Singapore’s GIC Buys Canberra Office Bldg For Over A$300m

AUSTRALIA – Singapore’s sovereign wealth fund GIC has teamed up with Charter Hall to acquire the office building along 50 Marcus Clarke Street within central Canberra for slightly more than A$300 million ($219 million), according to a recent report from the Australian Financial Review (AFR).

The seller is Mirae Asset Global Investments, which divested the 12-storey commercial property at a loss, as the South Korean fund manager purchased the asset from CIMB in 2017 for A$321 million.

The latest selling price is understood to reflect the asset’s inherent leasing risk and does not take into account price growths seen elsewhere in Canberra’s upbeat office market, which is poised for a record year.

This is because the property is presently occupied by the Department of Education, Skills and Employment (DESE), which is looking for other office space to rent and could exit 50 Marcus Clarke Street in 2025 when its lease expires.

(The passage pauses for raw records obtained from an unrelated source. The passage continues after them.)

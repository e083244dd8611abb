#![expect(clippy::unwrap_used, clippy::indexing_slicing)]
use super::*;
use anyhow::Result;

fn f64_values(df: &DataFrame, name: &str) -> Result<Vec<Option<f64>>> {
    let series = df
        .column(name)?
        .as_materialized_series()
        .cast(&DataType::Float64)?;
    Ok(series.f64()?.into_iter().collect())
}

#[test]
fn test_remove_duplicates_keeps_first_occurrence() -> Result<()> {
    let df = df!(
        "id" => &[1, 2, 1, 3, 2],
        "name" => &["a", "b", "a", "c", "b"]
    )?;

    let deduped = remove_duplicates(&df)?;
    assert_eq!(deduped.height(), 3);
    assert_eq!(f64_values(&deduped, "id")?, vec![Some(1.0), Some(2.0), Some(3.0)]);
    Ok(())
}

#[test]
fn test_remove_duplicates_treats_nulls_as_equal() -> Result<()> {
    let df = df!(
        "a" => &[Some(1), Some(1), Some(1)],
        "b" => &[None, None, Some(5)]
    )?;

    let deduped = remove_duplicates(&df)?;
    assert_eq!(deduped.height(), 2);
    assert_eq!(f64_values(&deduped, "b")?, vec![None, Some(5.0)]);
    Ok(())
}

#[test]
fn test_remove_duplicates_needs_every_column_equal() -> Result<()> {
    let df = df!(
        "a" => &[1, 1],
        "b" => &["x", "y"]
    )?;
    assert_eq!(remove_duplicates(&df)?.height(), 2);
    Ok(())
}

#[test]
fn test_remove_duplicates_is_idempotent() -> Result<()> {
    let df = df!(
        "a" => &[Some(1), Some(1), None, None, Some(2)],
        "b" => &["x", "x", "y", "y", "z"]
    )?;

    let once = remove_duplicates(&df)?;
    let twice = remove_duplicates(&once)?;
    assert!(once.equals_missing(&twice));
    assert_eq!(once.height(), 3);
    Ok(())
}

#[test]
fn test_remove_duplicates_leaves_input_untouched() -> Result<()> {
    let df = df!("a" => &[1, 1, 1])?;
    let deduped = remove_duplicates(&df)?;
    assert_eq!(deduped.height(), 1);
    assert_eq!(df.height(), 3);
    Ok(())
}

#[test]
fn test_impute_uses_mean_of_existing_values() -> Result<()> {
    let df = df!(
        "vals" => &[Some(10.0), Some(20.0), None, Some(30.0)]
    )?;

    let Imputation { table, report } = impute_numeric_means(&df)?;
    assert_eq!(
        f64_values(&table, "vals")?,
        vec![Some(10.0), Some(20.0), Some(20.0), Some(30.0)]
    );
    assert_eq!(report.filled.len(), 1);
    assert_eq!(report.filled[0].name, "vals");
    assert_eq!(report.filled[0].mean, 20.0);
    assert_eq!(report.filled[0].filled, 1);
    assert!(report.skipped.is_empty());
    Ok(())
}

#[test]
fn test_impute_mean_is_computed_once_per_column() -> Result<()> {
    let df = df!("n" => &[Some(1.0), None, Some(3.0), None])?;
    let imputed = impute_numeric_means(&df)?.table;
    assert_eq!(
        f64_values(&imputed, "n")?,
        vec![Some(1.0), Some(2.0), Some(3.0), Some(2.0)]
    );
    Ok(())
}

#[test]
fn test_impute_integer_column_widens_to_float() -> Result<()> {
    let df = df!("n" => &[Some(1_i64), None, Some(2)])?;
    let imputed = impute_numeric_means(&df)?.table;
    assert_eq!(imputed.column("n")?.dtype(), &DataType::Float64);
    assert_eq!(f64_values(&imputed, "n")?, vec![Some(1.0), Some(1.5), Some(2.0)]);
    Ok(())
}

#[test]
fn test_impute_skips_columns_without_values() -> Result<()> {
    let empty = Series::new("empty".into(), vec![None::<f64>, None, None]);
    let some = Series::new("some".into(), vec![Some(4.0), None, Some(8.0)]);
    let df = DataFrame::new(vec![Column::from(empty), Column::from(some)])?;

    let Imputation { table, report } = impute_numeric_means(&df)?;
    assert_eq!(report.skipped, vec!["empty".to_owned()]);
    assert_eq!(table.column("empty")?.null_count(), 3);
    assert_eq!(f64_values(&table, "some")?, vec![Some(4.0), Some(6.0), Some(8.0)]);
    Ok(())
}

#[test]
fn test_impute_leaves_non_numeric_nulls() -> Result<()> {
    let df = df!(
        "name" => &[Some("a"), None, Some("c")],
        "flag" => &[Some(true), None, Some(false)],
        "n" => &[Some(1.0), None, Some(3.0)]
    )?;

    let Imputation { table, report } = impute_numeric_means(&df)?;
    assert_eq!(table.column("name")?.null_count(), 1);
    assert_eq!(table.column("flag")?.null_count(), 1);
    assert_eq!(table.column("n")?.null_count(), 0);
    assert_eq!(report.cells_filled(), 1);
    Ok(())
}

#[test]
fn test_impute_without_numeric_columns_is_unchanged() -> Result<()> {
    let df = df!("name" => &[Some("a"), None])?;
    let Imputation { table, report } = impute_numeric_means(&df)?;
    assert!(table.equals_missing(&df));
    assert_eq!(report, ImputationReport::default());
    Ok(())
}

#[test]
fn test_impute_twice_is_a_noop() -> Result<()> {
    let df = df!(
        "a" => &[Some(1.0), None, Some(5.0)],
        "b" => &[None, Some(2_i64), Some(4)]
    )?;

    let first = impute_numeric_means(&df)?;
    let second = impute_numeric_means(&first.table)?;
    assert!(second.table.equals_missing(&first.table));
    assert!(second.report.filled.is_empty());
    Ok(())
}

#[test]
fn test_clean_dedups_before_imputing() -> Result<()> {
    // rows: (1, null), (1, null), (2, 5)
    let df = df!(
        "a" => &[1_i64, 1, 2],
        "b" => &[None, None, Some(5_i64)]
    )?;
    let request = CleaningRequest {
        remove_duplicates: true,
        impute_numeric_means: true,
    };

    let cleaned = clean(&df, &request)?;
    assert_eq!(cleaned.duplicates_removed, 1);
    assert_eq!(cleaned.table.height(), 2);
    assert_eq!(f64_values(&cleaned.table, "a")?, vec![Some(1.0), Some(2.0)]);
    assert_eq!(f64_values(&cleaned.table, "b")?, vec![Some(5.0), Some(5.0)]);
    assert_eq!(cleaned.imputation.unwrap().filled[0].mean, 5.0);
    Ok(())
}

#[test]
fn test_cleaning_order_changes_the_result() -> Result<()> {
    // (1, null) only equals (1, 5) once the null has been imputed.
    let df = df!(
        "a" => &[1_i64, 1, 2],
        "b" => &[None, Some(5_i64), Some(5)]
    )?;

    let dedup_first = clean(
        &df,
        &CleaningRequest {
            remove_duplicates: true,
            impute_numeric_means: true,
        },
    )?;
    assert_eq!(dedup_first.table.height(), 3);

    let imputed_first = impute_numeric_means(&df)?.table;
    let reversed = remove_duplicates(&imputed_first)?;
    assert_eq!(reversed.height(), 2);

    assert_ne!(dedup_first.table.height(), reversed.height());
    Ok(())
}

#[test]
fn test_clean_with_no_toggles_returns_input() -> Result<()> {
    let df = df!("a" => &[Some(1), Some(1), None])?;
    let request = CleaningRequest::default();
    assert!(request.is_noop());

    let cleaned = clean(&df, &request)?;
    assert!(cleaned.table.equals_missing(&df));
    assert_eq!(cleaned.duplicates_removed, 0);
    assert!(cleaned.imputation.is_none());
    Ok(())
}

#[test]
fn test_impute_with_pattern_like_column_names() -> Result<()> {
    let df = df!(
        "*" => &[Some(1_i64), None, Some(3)],
        "^n.*$" => &[Some(2.0), Some(4.0), None],
        "name" => &[None, Some("x"), Some("y")]
    )?;

    let Imputation { table, report } = impute_numeric_means(&df)?;
    assert_eq!(report.filled.len(), 2);
    assert_eq!(f64_values(&table, "*")?, vec![Some(1.0), Some(2.0), Some(3.0)]);
    assert_eq!(f64_values(&table, "^n.*$")?, vec![Some(2.0), Some(4.0), Some(3.0)]);

    let name = table.column("name")?.as_materialized_series();
    assert_eq!(name.dtype(), &DataType::String);
    assert_eq!(name.null_count(), 1);
    assert_eq!(name.str()?.get(0), None);
    Ok(())
}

A reason for moving out is that the current premises were constructed about 10 years ago and only has net leasable area (NLA) of 40,000 sq m. And DESE has launched an expressions of interest tender for bigger brand new offices spanning from 60,000 sq m to 70,000 sq m – the space it needs to accommodate all of its Canberra staff in one complex.

“If there was no process and they extended their lease it would be worth A$400 million, but that’s not the way it has worked out,” said a local property agent.

Still, 50 Marcus Clarke Street’s initial yield of roughly 6.5 percent and passing net rent of A $20 million has been taken into account in the selling price.

Interestingly, GIC is understood to be paying for most of the latest deal, which is still subject to the approval of Australia’s Foreign Investment Review Board (FIRB).

Notably, Singapore’s sovereign wealth has become more active in Australia’s commercial property market and is slated to open an office in Sydney next year.

For instance, GIC is divesting a 50 percent stake in prime Sydney retail properties – The Galeries, the Strand Arcade, and the Queen Victoria Building – in a transaction valued at around A$550 million.

Meanwhile, supply of Grade A office space in Canberra has tightened, with vacancy levels falling from 6.4 percent to 3.5 percent in the 6 months to July, based on data from the Property Council of Australia.